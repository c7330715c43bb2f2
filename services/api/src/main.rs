use anyhow::Result;
use tracing::{Level, info};
use tracing_subscriber::FmtSubscriber;

mod error;
mod middleware;
mod models;
mod repositories;
mod routes;
mod state;

use std::sync::Arc;

use common::store::{HttpRecordStore, RecordStore, StoreConfig};

use crate::models::USERS_TABLE;
use crate::repositories::{CityRepository, SessionRepository, UserRepository};
use crate::state::AppState;

#[tokio::main]
async fn main() -> Result<()> {
    // Initialize logging
    let subscriber = FmtSubscriber::builder()
        .with_max_level(Level::INFO)
        .finish();

    tracing::subscriber::set_global_default(subscriber).expect("setting default subscriber failed");

    info!("Starting API service");

    // Initialize the record-store client
    let store_config = StoreConfig::from_env()?;
    let store = HttpRecordStore::new(&store_config)?;

    // Check record-store connectivity
    if store.health_check(USERS_TABLE).await? {
        info!("Record store connection successful");
    } else {
        anyhow::bail!("Failed to reach the record store");
    }

    info!("API service initialized successfully");

    // Initialize repositories
    let record_store: Arc<dyn RecordStore> = Arc::new(store);
    let user_repository = UserRepository::new(record_store.clone());
    let city_repository = CityRepository::new(record_store.clone());
    let session_repository = SessionRepository::new(record_store);

    let app_state = AppState {
        user_repository,
        city_repository,
        session_repository,
    };

    // Start the web server
    let app = routes::create_router(app_state);

    let listener = tokio::net::TcpListener::bind("0.0.0.0:3001").await?;
    info!("API service listening on 0.0.0.0:3001");

    axum::serve(listener, app).await?;

    Ok(())
}
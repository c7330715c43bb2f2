//! User model and related functionality

use chrono::{DateTime, Utc};
use common::error::StoreResult;
use common::store::Record;
use serde::Serialize;

/// Record-store table holding user rows
pub const USERS_TABLE: &str = "Users";

/// User entity
#[derive(Debug, Clone)]
pub struct User {
    pub id: String,
    pub email: String,
    /// Absent until the user has completed password initialization
    pub password_hash: Option<String>,
    pub first_name: String,
    pub last_name: String,
    /// Inline one-time token for setting a password outside the signup flow
    pub config_token: Option<String>,
    pub config_token_expires_at: Option<DateTime<Utc>>,
    /// Linked city record ids
    pub city_ids: Vec<String>,
}

impl User {
    /// Map a raw store row into a typed user
    pub fn from_record(record: &Record) -> StoreResult<Self> {
        Ok(Self {
            id: record.id.clone(),
            email: record.str_field(USERS_TABLE, "email")?,
            password_hash: record.opt_str_field("password_hash"),
            first_name: record.opt_str_field("first_name").unwrap_or_default(),
            last_name: record.opt_str_field("last_name").unwrap_or_default(),
            config_token: record.opt_str_field("config_token"),
            config_token_expires_at: record
                .opt_datetime_field(USERS_TABLE, "config_token_expires_at")?,
            city_ids: record.str_list_field("city_ids"),
        })
    }

    /// Concatenated first and last name
    pub fn full_name(&self) -> String {
        format!("{} {}", self.first_name, self.last_name)
            .trim()
            .to_string()
    }
}

/// User shape returned by the session endpoints
#[derive(Debug, Clone, Serialize)]
pub struct UserSummary {
    pub id: String,
    pub email: String,
    pub name: String,
}

impl From<&User> for UserSummary {
    fn from(user: &User) -> Self {
        Self {
            id: user.id.clone(),
            email: user.email.clone(),
            name: user.full_name(),
        }
    }
}
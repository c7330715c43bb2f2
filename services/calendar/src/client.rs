//! HTTP client for the upstream calendar service
//!
//! Targets the Google Calendar v3 API with manual OAuth token refresh. The
//! one failure class the rest of the service cares about, an expired or
//! revoked grant, is surfaced as the distinguished
//! [`CalendarError::ExpiredGrant`] so the resilient wrapper can recover it.

use async_trait::async_trait;
use std::env;
use std::time::Duration;
use thiserror::Error;

use crate::models::{Calendar, CalendarEvent, Credentials, EventWindow, NewEvent};

/// Closed failure set for calendar operations
#[derive(Error, Debug)]
pub enum CalendarError {
    /// No credential cookie accompanied the request
    #[error("Calendar credential is missing")]
    MissingCredential,

    /// The upstream service signaled an invalid or expired grant
    #[error("Calendar credential expired")]
    ExpiredGrant,

    /// The grant expired and there is no refresh token to recover with
    #[error("Calendar credential expired and no refresh token is available")]
    CredentialExpired,

    /// The grant expired and the refresh attempt failed too
    #[error("Calendar credential expired and could not be refreshed: {0}")]
    CredentialExpiredAndUnrefreshable(String),

    /// No calendar on the account matches the configured marker
    #[error("No calendar matching \"{0}\" found for this account")]
    TargetCalendarNotFound(String),

    /// Transport-level failure reaching the calendar service
    #[error("Calendar request error: {0}")]
    Request(#[source] reqwest::Error),

    /// Any other upstream rejection
    #[error("Calendar service returned status {status}: {message}")]
    Upstream { status: u16, message: String },

    /// Configuration error
    #[error("Calendar configuration error: {0}")]
    Configuration(String),
}

/// Contract for the upstream calendar service
///
/// Any call may fail with [`CalendarError::ExpiredGrant`], distinguishable
/// from every other failure.
#[async_trait]
pub trait CalendarApi: Send + Sync {
    /// List all calendars belonging to the account
    async fn list_calendars(&self, access_token: &str) -> Result<Vec<Calendar>, CalendarError>;

    /// List events of one calendar within a bounded time window
    async fn list_events(
        &self,
        access_token: &str,
        calendar_id: &str,
        window: &EventWindow,
    ) -> Result<Vec<CalendarEvent>, CalendarError>;

    /// Create an event
    async fn insert_event(
        &self,
        access_token: &str,
        calendar_id: &str,
        event: &NewEvent,
    ) -> Result<CalendarEvent, CalendarError>;

    /// Delete an event
    async fn delete_event(
        &self,
        access_token: &str,
        calendar_id: &str,
        event_id: &str,
    ) -> Result<(), CalendarError>;

    /// Exchange a refresh token for a new access token
    async fn refresh_credential(&self, refresh_token: &str) -> Result<String, CalendarError>;
}

/// Configuration for the calendar integration
#[derive(Debug, Clone)]
pub struct CalendarConfig {
    /// Base URL of the calendar API
    pub api_url: String,
    /// OAuth token endpoint used for manual refresh
    pub token_url: String,
    /// OAuth client id of this application
    pub client_id: String,
    /// OAuth client secret of this application
    pub client_secret: String,
    /// Whether credential cookies carry the Secure attribute
    pub cookie_secure: bool,
}

impl CalendarConfig {
    /// Create a new CalendarConfig from environment variables
    ///
    /// # Environment Variables
    /// - `CALENDAR_API_URL`: Calendar API base (default: "https://www.googleapis.com/calendar/v3")
    /// - `CALENDAR_TOKEN_URL`: OAuth token endpoint (default: "https://oauth2.googleapis.com/token")
    /// - `CALENDAR_CLIENT_ID`: OAuth client id (required)
    /// - `CALENDAR_CLIENT_SECRET`: OAuth client secret (required)
    /// - `APP_ENV`: cookies are marked Secure when set to "production"
    pub fn from_env() -> Result<Self, CalendarError> {
        let api_url = env::var("CALENDAR_API_URL")
            .unwrap_or_else(|_| "https://www.googleapis.com/calendar/v3".to_string());
        let token_url = env::var("CALENDAR_TOKEN_URL")
            .unwrap_or_else(|_| "https://oauth2.googleapis.com/token".to_string());

        let client_id = env::var("CALENDAR_CLIENT_ID").map_err(|_| {
            CalendarError::Configuration("CALENDAR_CLIENT_ID environment variable not set".into())
        })?;
        let client_secret = env::var("CALENDAR_CLIENT_SECRET").map_err(|_| {
            CalendarError::Configuration(
                "CALENDAR_CLIENT_SECRET environment variable not set".into(),
            )
        })?;

        let cookie_secure = env::var("APP_ENV")
            .map(|v| v == "production")
            .unwrap_or(false);

        Ok(Self {
            api_url: api_url.trim_end_matches('/').to_string(),
            token_url,
            client_id,
            client_secret,
            cookie_secure,
        })
    }
}

#[derive(serde::Deserialize)]
struct CalendarList {
    #[serde(default)]
    items: Vec<Calendar>,
}

#[derive(serde::Deserialize)]
struct EventList {
    #[serde(default)]
    items: Vec<CalendarEvent>,
}

#[derive(serde::Deserialize)]
struct TokenRefreshResponse {
    access_token: String,
}

/// Google Calendar client
#[derive(Clone)]
pub struct GoogleCalendarClient {
    client: reqwest::Client,
    config: CalendarConfig,
}

impl GoogleCalendarClient {
    /// Initialize a new calendar client
    pub fn new(config: &CalendarConfig) -> Result<Self, CalendarError> {
        let client = reqwest::Client::builder()
            .timeout(Duration::from_secs(30))
            .build()
            .map_err(CalendarError::Request)?;

        Ok(Self {
            client,
            config: config.clone(),
        })
    }

    /// Pass a successful response through, mapping failures onto the error
    /// taxonomy; 401s and invalid-grant bodies become [`CalendarError::ExpiredGrant`]
    async fn check(response: reqwest::Response) -> Result<reqwest::Response, CalendarError> {
        let status = response.status();
        if status.is_success() {
            return Ok(response);
        }

        let code = status.as_u16();
        let message = response.text().await.unwrap_or_default();
        if is_invalid_grant(code, &message) {
            return Err(CalendarError::ExpiredGrant);
        }

        Err(CalendarError::Upstream {
            status: code,
            message,
        })
    }
}

/// Whether an upstream rejection is the invalid-grant marker
pub fn is_invalid_grant(status: u16, message: &str) -> bool {
    status == 401 || message.contains("invalid_grant") || message.contains("Invalid Credentials")
}

#[async_trait]
impl CalendarApi for GoogleCalendarClient {
    async fn list_calendars(&self, access_token: &str) -> Result<Vec<Calendar>, CalendarError> {
        let response = self
            .client
            .get(format!("{}/users/me/calendarList", self.config.api_url))
            .bearer_auth(access_token)
            .send()
            .await
            .map_err(CalendarError::Request)?;

        let response = Self::check(response).await?;
        let list: CalendarList = response.json().await.map_err(CalendarError::Request)?;
        Ok(list.items)
    }

    async fn list_events(
        &self,
        access_token: &str,
        calendar_id: &str,
        window: &EventWindow,
    ) -> Result<Vec<CalendarEvent>, CalendarError> {
        let response = self
            .client
            .get(format!(
                "{}/calendars/{}/events",
                self.config.api_url, calendar_id
            ))
            .bearer_auth(access_token)
            .query(&[
                ("timeMin", window.from.to_rfc3339()),
                ("timeMax", window.to.to_rfc3339()),
                ("singleEvents", "true".to_string()),
                ("orderBy", "startTime".to_string()),
            ])
            .send()
            .await
            .map_err(CalendarError::Request)?;

        let response = Self::check(response).await?;
        let list: EventList = response.json().await.map_err(CalendarError::Request)?;
        Ok(list.items)
    }

    async fn insert_event(
        &self,
        access_token: &str,
        calendar_id: &str,
        event: &NewEvent,
    ) -> Result<CalendarEvent, CalendarError> {
        let response = self
            .client
            .post(format!(
                "{}/calendars/{}/events",
                self.config.api_url, calendar_id
            ))
            .bearer_auth(access_token)
            .json(event)
            .send()
            .await
            .map_err(CalendarError::Request)?;

        let response = Self::check(response).await?;
        response.json().await.map_err(CalendarError::Request)
    }

    async fn delete_event(
        &self,
        access_token: &str,
        calendar_id: &str,
        event_id: &str,
    ) -> Result<(), CalendarError> {
        let response = self
            .client
            .delete(format!(
                "{}/calendars/{}/events/{}",
                self.config.api_url, calendar_id, event_id
            ))
            .bearer_auth(access_token)
            .send()
            .await
            .map_err(CalendarError::Request)?;

        Self::check(response).await?;
        Ok(())
    }

    async fn refresh_credential(&self, refresh_token: &str) -> Result<String, CalendarError> {
        let response = self
            .client
            .post(&self.config.token_url)
            .form(&[
                ("client_id", self.config.client_id.as_str()),
                ("client_secret", self.config.client_secret.as_str()),
                ("refresh_token", refresh_token),
                ("grant_type", "refresh_token"),
            ])
            .send()
            .await
            .map_err(CalendarError::Request)?;

        let response = Self::check(response).await?;
        let body: TokenRefreshResponse = response.json().await.map_err(CalendarError::Request)?;
        Ok(body.access_token)
    }
}

/// Build credentials from raw token values, requiring at least the access token
pub fn credentials_from_tokens(
    access_token: Option<String>,
    refresh_token: Option<String>,
) -> Result<Credentials, CalendarError> {
    let access_token = access_token.ok_or(CalendarError::MissingCredential)?;
    Ok(Credentials {
        access_token,
        refresh_token,
    })
}

#[cfg(test)]
mod tests {
    use super::*;

    #[test]
    fn unauthorized_status_is_the_grant_marker() {
        assert!(is_invalid_grant(401, ""));
    }

    #[test]
    fn invalid_grant_body_is_the_grant_marker() {
        assert!(is_invalid_grant(400, r#"{"error": "invalid_grant"}"#));
        assert!(is_invalid_grant(403, "Invalid Credentials"));
    }

    #[test]
    fn other_failures_are_not_the_grant_marker() {
        assert!(!is_invalid_grant(404, "Not Found"));
        assert!(!is_invalid_grant(400, "missing parameter: start"));
        assert!(!is_invalid_grant(500, "backend error"));
    }

    #[test]
    fn missing_access_token_is_rejected() {
        let result = credentials_from_tokens(None, Some("refresh".to_string()));
        assert!(matches!(result, Err(CalendarError::MissingCredential)));
    }
}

• • • • •

■ **Task description**
The lines from the top of the data above down to the line containing "use std::sync::Arc;" are to be copied exactly; no other line should appear.

■ **Task output**
repository c7330715c43bb2f2
filename services/api/src/main.rs
use anyhow::Result;
use tracing::{Level, info};
use tracing_subscriber::FmtSubscriber;

mod error;
mod middleware;
mod models;
mod repositories;
mod routes;
mod state;

use std::sync::Arc;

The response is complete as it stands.